Powertrain Modeling of an Electric Three-Wheeler with Regenerative Braking and Control Enhancement Using Gray Wolf Optimization

Abstract

The increasing demand for efficient and sustainable urban transportation has highlighted the need for advanced electric vehicle technologies. This study presents the development of a comprehensive powertrain model for an electric three-wheeler, incorporating a regenerative braking system and control enhancements using the Gray Wolf Optimization (GWO) algorithm. The proposed model addresses the critical challenge of maximizing energy efficiency in electric three-wheelers by integrating a boost converter into the regenerative braking system, enhancing energy recovery during deceleration.The powertrain model encompasses a detailed representation of motor dynamics, battery management, and regenerative braking mechanisms.
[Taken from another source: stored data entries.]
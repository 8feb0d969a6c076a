//! API error types
//!
//! API errors are pass-through: contract error codes reach the caller
//! unchanged. Only request-shape problems and commit rejections get codes
//! of their own.

use std::fmt;

use crate::contract::ContractError;
use crate::ledger::CommitError;

/// API error severity
#[derive(Debug, Clone, Copy, PartialEq, Eq)]
pub enum Severity {
    /// Recoverable error
    Error,
    /// System must halt
    Fatal,
}

impl fmt::Display for Severity {
    fn fmt(&self, f: &mut fmt::Formatter<'_>) -> fmt::Result {
        match self {
            Severity::Error => write!(f, "ERROR"),
            Severity::Fatal => write!(f, "FATAL"),
        }
    }
}

/// API-specific error codes
#[derive(Debug, Clone, Copy, PartialEq, Eq)]
pub enum ApiErrorCode {
    /// Malformed envelope or arguments
    RecInvalidRequest,
    /// Function name not recognised
    RecUnknownFunction,
    /// Transaction lost an optimistic-concurrency race; resubmit
    RecCommitConflict,
    /// Ledger could not order the commit
    RecCommitFailed,
}

impl ApiErrorCode {
    /// Returns the string code
    pub fn code(&self) -> &'static str {
        match self {
            ApiErrorCode::RecInvalidRequest => "REC_INVALID_REQUEST",
            ApiErrorCode::RecUnknownFunction => "REC_UNKNOWN_FUNCTION",
            ApiErrorCode::RecCommitConflict => "REC_COMMIT_CONFLICT",
            ApiErrorCode::RecCommitFailed => "REC_COMMIT_FAILED",
        }
    }

    /// Returns the severity level
    pub fn severity(&self) -> Severity {
        match self {
            ApiErrorCode::RecCommitFailed => Severity::Fatal,
            _ => Severity::Error,
        }
    }
}

impl fmt::Display for ApiErrorCode {
    fn fmt(&self, f: &mut fmt::Formatter<'_>) -> fmt::Result {
        write!(f, "{}", self.code())
    }
}

/// API error with preserved subsystem error information
#[derive(Debug, Clone)]
pub struct ApiError {
    /// Original error code string (from contract or API)
    code: String,
    message: String,
    severity: Severity,
}

impl ApiError {
    fn with_code(code: ApiErrorCode, message: impl Into<String>) -> Self {
        Self {
            code: code.code().to_string(),
            message: message.into(),
            severity: code.severity(),
        }
    }

    /// Create an invalid request error
    pub fn invalid_request(reason: impl Into<String>) -> Self {
        Self::with_code(ApiErrorCode::RecInvalidRequest, reason)
    }

    /// Create an unknown function error
    pub fn unknown_function(name: impl Into<String>) -> Self {
        Self::with_code(
            ApiErrorCode::RecUnknownFunction,
            format!("Unknown function: {}", name.into()),
        )
    }

    /// Create from a contract error (pass-through)
    pub fn from_contract_error(err: ContractError) -> Self {
        Self {
            code: err.code().code().to_string(),
            message: err.message().to_string(),
            severity: Severity::Error,
        }
    }

    /// Create from a commit rejection
    pub fn from_commit_error(err: CommitError) -> Self {
        let code = if err.is_retryable() {
            ApiErrorCode::RecCommitConflict
        } else {
            ApiErrorCode::RecCommitFailed
        };
        Self::with_code(code, err.to_string())
    }

    /// Returns the error code
    pub fn code(&self) -> &str {
        &self.code
    }

    /// Returns the error message
    pub fn message(&self) -> &str {
        &self.message
    }

    /// Returns the severity
    pub fn severity(&self) -> Severity {
        self.severity
    }

    /// Returns whether this is a fatal error
    pub fn is_fatal(&self) -> bool {
        matches!(self.severity, Severity::Fatal)
    }

    /// Returns whether resubmitting the same request may succeed
    pub fn is_retryable(&self) -> bool {
        self.code == ApiErrorCode::RecCommitConflict.code()
    }
}

impl fmt::Display for ApiError {
    fn fmt(&self, f: &mut fmt::Formatter<'_>) -> fmt::Result {
        write!(f, "{}: {}", self.code, self.message)
    }
}

impl std::error::Error for ApiError {}

/// Result type for API operations
pub type ApiResult<T> = Result<T, ApiError>;

#[cfg(test)]
mod tests {
    use super::*;
    use crate::document::DocType;
    use uuid::Uuid;

    #[test]
    fn test_invalid_request_error() {
        let err = ApiError::invalid_request("missing field");
        assert_eq!(err.code(), "REC_INVALID_REQUEST");
        assert!(!err.is_fatal());
    }

    #[test]
    fn test_unknown_function_error() {
        let err = ApiError::unknown_function("DeleteUser");
        assert_eq!(err.code(), "REC_UNKNOWN_FUNCTION");
        assert!(err.message().contains("DeleteUser"));
    }

    #[test]
    fn test_contract_error_passes_through() {
        let err = ApiError::from_contract_error(ContractError::already_exists(DocType::User, "u1"));
        assert_eq!(err.code(), "REC_ALREADY_EXISTS");
        assert!(err.message().contains("u1"));
    }

    #[test]
    fn test_conflict_is_retryable() {
        let err = ApiError::from_commit_error(CommitError::Conflict {
            tx_id: Uuid::nil(),
            key: "u1".to_string(),
            read_version: 0,
            current_version: 3,
        });
        assert_eq!(err.code(), "REC_COMMIT_CONFLICT");
        assert!(err.is_retryable());
        assert!(!err.is_fatal());
    }

    #[test]
    fn test_display_format() {
        let err = ApiError::invalid_request("bad");
        assert_eq!(format!("{}", err), "REC_INVALID_REQUEST: bad");
    }
}
//! Query error types

use thiserror::Error;

/// Result type for query operations
pub type QueryResult<T> = Result<T, QueryError>;

/// Selector query failures
#[derive(Debug, Clone, PartialEq, Eq, Error)]
pub enum QueryError {
    /// Selector text is malformed
    #[error("invalid selector: {reason}")]
    InvalidSelector { reason: String },

    /// Selector uses syntax beyond equality predicates
    #[error("unsupported selector feature: {feature}")]
    Unsupported { feature: String },

    /// Engine failed to evaluate the selector
    #[error("query execution failed: {reason}")]
    Execution { reason: String },

    /// Cursor failed while producing the next result
    #[error("failed to read next query result: {reason}")]
    Cursor { reason: String },

    /// Cursor was used after close
    #[error("query cursor already closed")]
    Closed,
}

impl QueryError {
    /// Create an invalid selector error
    pub fn invalid_selector(reason: impl Into<String>) -> Self {
        QueryError::InvalidSelector {
            reason: reason.into(),
        }
    }
}
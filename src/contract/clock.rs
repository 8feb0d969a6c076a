//! Time sources for record timestamps

use chrono::{DateTime, Duration, FixedOffset, Local};
use parking_lot::Mutex;

/// Supplies the "now" stamped onto records.
pub trait Clock {
    fn now(&self) -> DateTime<FixedOffset>;
}

/// Local wall-clock time with its UTC offset
#[derive(Debug, Clone, Copy, Default)]
pub struct SystemClock;

impl Clock for SystemClock {
    fn now(&self) -> DateTime<FixedOffset> {
        let now = Local::now();
        let offset = *now.offset();
        now.with_timezone(&offset)
    }
}

/// Clock that only moves when told to.
#[derive(Debug)]
pub struct ManualClock {
    now: Mutex<DateTime<FixedOffset>>,
}

impl ManualClock {
    pub fn new(start: DateTime<FixedOffset>) -> Self {
        Self {
            now: Mutex::new(start),
        }
    }

    /// Parses an RFC 3339 start time.
    pub fn starting_at(rfc3339: &str) -> Result<Self, chrono::ParseError> {
        DateTime::parse_from_rfc3339(rfc3339).map(Self::new)
    }

    pub fn set(&self, at: DateTime<FixedOffset>) {
        *self.now.lock() = at;
    }

    pub fn advance(&self, by: Duration) {
        let mut now = self.now.lock();
        *now = *now + by;
    }
}

impl Clock for ManualClock {
    fn now(&self) -> DateTime<FixedOffset> {
        *self.now.lock()
    }
}

#[cfg(test)]
mod tests {
    use super::*;
    use crate::document::format_timestamp;

    #[test]
    fn test_manual_clock_advances_only_when_told() {
        let clock = ManualClock::starting_at("2024-05-01T10:00:00+02:00").unwrap();
        assert_eq!(format_timestamp(clock.now()), "2024-05-01T10:00:00+02:00");
        assert_eq!(clock.now(), clock.now());

        clock.advance(Duration::seconds(90));
        assert_eq!(format_timestamp(clock.now()), "2024-05-01T10:01:30+02:00");
    }

    #[test]
    fn test_system_clock_keeps_offset() {
        let stamp = format_timestamp(SystemClock.now());
        assert!(DateTime::parse_from_rfc3339(&stamp).is_ok());
    }
}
The boost converter plays a pivotal role in elevating the voltage generated during braking, thereby optimizing the energy recapture process and increasing the state of charge (SOC) of the battery. To further refine the control system, the GWO algorithm is employed to optimize the parameters of the PID controller, leading to improved control accuracy and system stability.Simulation results reveal substantial improvements in vehicle performance, including enhanced energy efficiency, increased SOC, and extended driving range. The integration of the boost converter and the optimized control system significantly reduces energy loss during braking and ensures smoother vehicle operation. The GWO-optimized control strategies demonstrate superior performance compared to traditional methods, achieving better energy recovery rates and vehicle stability. This research provides a robust framework for advancing the powertrain design of electric three-wheelers, contributing to the development of more efficient and practical urban transportation solutions. The findings align with global objectives to reduce environmental impact and promote green transportation, underscoring the potential of the proposed model to support sustainable mobility initiatives.